One of the best choices I’ve made has been attending several different 12-step programs.  When our kids became addicted to drugs, I attended a Families Anonymous program, but later I joined a CoDA group and participated in that for years.  By being in the program, I‘ve come to understand that while I can’t change or control others, I can change myself by focusing on my own growth.  

There can be no good without evil or evil without good; they are part of a whole.  Without choice and free will, we become like every other animal, acting simply out of instinct.  But we have been created with both mind and soul, and the only way we can grow into all we are intended to be is to live the life we have with all of its ups and downs, ins and outs, choosing to practice love and gratitude, or hate and jealousy.  The only way we have any chance of overcoming evil is by embracing evil as an inherent part of ourselves, not seeing it as something separate, something outside of ourselves. We are each born with the capacity for doing good or ill.   By working on my program, I’ve become less judgmental of myself and others.  By learning how to embrace my own evil impulses without judging them, I’ve become freer to make more positive choices.  By accepting the reality of the evil that will always be part of me, its venom becomes less powerful because I can replace it with gratitude, love, and forgiveness. By accepting my innate capacity for violence and hate, my own brokenness,  it’s become almost second nature for me to accept the brokenness in others.   I am a pacifist, not because Jesus and Scripture tell us not to kill each other, but because I am all too familiar with the black rage and capacity for hate that lives within me.    

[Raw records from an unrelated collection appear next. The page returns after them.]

//! Local audio playback through an external player binary.
//!
//! Synthesized mp3 bytes land in a scratch file that is handed to the
//! first player found on PATH. The child runs detached from the terminal;
//! the UI polls [`AudioPlayer::poll_finished`] once per tick and calls
//! [`AudioPlayer::stop`] to cut playback short.

use std::io::Write;
use std::process::{Child, Command, Stdio};

use tempfile::NamedTempFile;
use thiserror::Error;
use tracing::{debug, warn};

/// Player commands tried in order, with flags that keep them quiet and
/// windowless.
const BACKENDS: &[(&str, &[&str])] = &[
    ("mpv", &["--no-terminal", "--really-quiet", "--no-video"]),
    ("ffplay", &["-nodisp", "-autoexit", "-loglevel", "quiet"]),
    ("mpg123", &["-q"]),
    ("afplay", &[]),
];

#[derive(Debug, Error)]
pub enum PlayerError {
    #[error("no audio player found (looked for mpv, ffplay, mpg123, afplay)")]
    NoBackend,
    #[error("failed to write audio scratch file: {0}")]
    Scratch(#[source] std::io::Error),
    #[error("failed to start {player}: {source}")]
    Spawn {
        player: &'static str,
        #[source]
        source: std::io::Error,
    },
}

struct Playing {
    child: Child,
    // Keeps the scratch file alive until playback ends.
    _scratch: NamedTempFile,
}

pub struct AudioPlayer {
    backend: Option<(&'static str, &'static [&'static str])>,
    playing: Option<Playing>,
}

impl AudioPlayer {
    /// Pick the first usable backend on PATH. Construction never fails:
    /// without a backend every [`play`](Self::play) reports
    /// [`PlayerError::NoBackend`].
    pub fn new() -> Self {
        let backend = BACKENDS
            .iter()
            .copied()
            .find(|(program, _)| binary_exists(program));
        match backend {
            Some((program, _)) => debug!(player = program, "audio backend selected"),
            None => warn!("no audio player on PATH, playback disabled"),
        }
        Self {
            backend,
            playing: None,
        }
    }

    pub fn available(&self) -> bool {
        self.backend.is_some()
    }

    pub fn is_playing(&self) -> bool {
        self.playing.is_some()
    }

    /// Start playing `bytes` as mp3, replacing any current playback.
    pub fn play(&mut self, bytes: &[u8]) -> Result<(), PlayerError> {
        self.stop();
        let (program, args) = self.backend.ok_or(PlayerError::NoBackend)?;

        let mut scratch = tempfile::Builder::new()
            .prefix("recite-")
            .suffix(".mp3")
            .tempfile()
            .map_err(PlayerError::Scratch)?;
        scratch.write_all(bytes).map_err(PlayerError::Scratch)?;
        scratch.flush().map_err(PlayerError::Scratch)?;

        let child = Command::new(program)
            .args(args)
            .arg(scratch.path())
            .stdin(Stdio::null())
            .stdout(Stdio::null())
            .stderr(Stdio::null())
            .spawn()
            .map_err(|source| PlayerError::Spawn {
                player: program,
                source,
            })?;
        debug!(player = program, bytes = bytes.len(), "playback started");

        self.playing = Some(Playing {
            child,
            _scratch: scratch,
        });
        Ok(())
    }

    /// True exactly once, on the tick where the current playback ended.
    pub fn poll_finished(&mut self) -> bool {
        let Some(playing) = self.playing.as_mut() else {
            return false;
        };
        match playing.child.try_wait() {
            Ok(None) => false,
            Ok(Some(status)) => {
                if !status.success() {
                    warn!(%status, "audio player exited abnormally");
                }
                self.playing = None;
                true
            }
            Err(err) => {
                warn!(%err, "lost track of audio player");
                self.playing = None;
                true
            }
        }
    }

    /// Kill and reap the current playback, if any.
    pub fn stop(&mut self) {
        if let Some(mut playing) = self.playing.take() {
            let _ = playing.child.kill();
            let _ = playing.child.wait();
        }
    }
}

impl Drop for AudioPlayer {
    fn drop(&mut self) {
        self.stop();
    }
}

fn binary_exists(program: &str) -> bool {
    // Spawnability is the test; exit status does not matter since not all
    // players know --version.
    Command::new(program)
        .arg("--version")
        .stdin(Stdio::null())
        .stdout(Stdio::null())
        .stderr(Stdio::null())
        .status()
        .is_ok()
}

#[cfg(test)]
mod tests {
    use super::*;

    #[test]
    fn missing_binary_is_not_reported_as_existing() {
        assert!(!binary_exists("recite-no-such-player-binary"));
    }

    #[test]
    fn play_without_backend_reports_no_backend() {
        let mut player = AudioPlayer {
            backend: None,
            playing: None,
        };
        assert!(!player.available());
        assert!(matches!(player.play(b"mp3"), Err(PlayerError::NoBackend)));
        assert!(!player.poll_finished());
    }

    #[test]
    fn stop_and_poll_are_safe_when_idle() {
        let mut player = AudioPlayer {
            backend: None,
            playing: None,
        };
        player.stop();
        assert!(!player.poll_finished());
        assert!(!player.is_playing());
    }
}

Much as I often wish God would intervene, I am profoundly grateful that the God of my understanding is one who forces me to grow up and assume responsibility for myself and the consequences of my choices and our actions.   The God of my understanding will not do for me what I must do for myself.  Thus, if we stand by and allow one party, gender, and race to take away the rights and freedoms of those who differ from them in any way, all of us will eventually suffer, and we will have only ourselves to blame. God cannot, nor will not make the world safe for us. We have to do that for ourselves.  But strange as it may seem, it’s God’s very refusal to protect us from ourselves that actually gives us the power and resources we need, powers we never knew we had.  This is precisely why the Apostle Paul tells us to be grateful in and for all things. Even January 6.  Even COVID-19.  Even Elon Musk.  Even all of Trump’s executive orders.  Even horrendous wars and terrorism, domestic and foreign. Even racism, sexism, and all the other demeaning isms.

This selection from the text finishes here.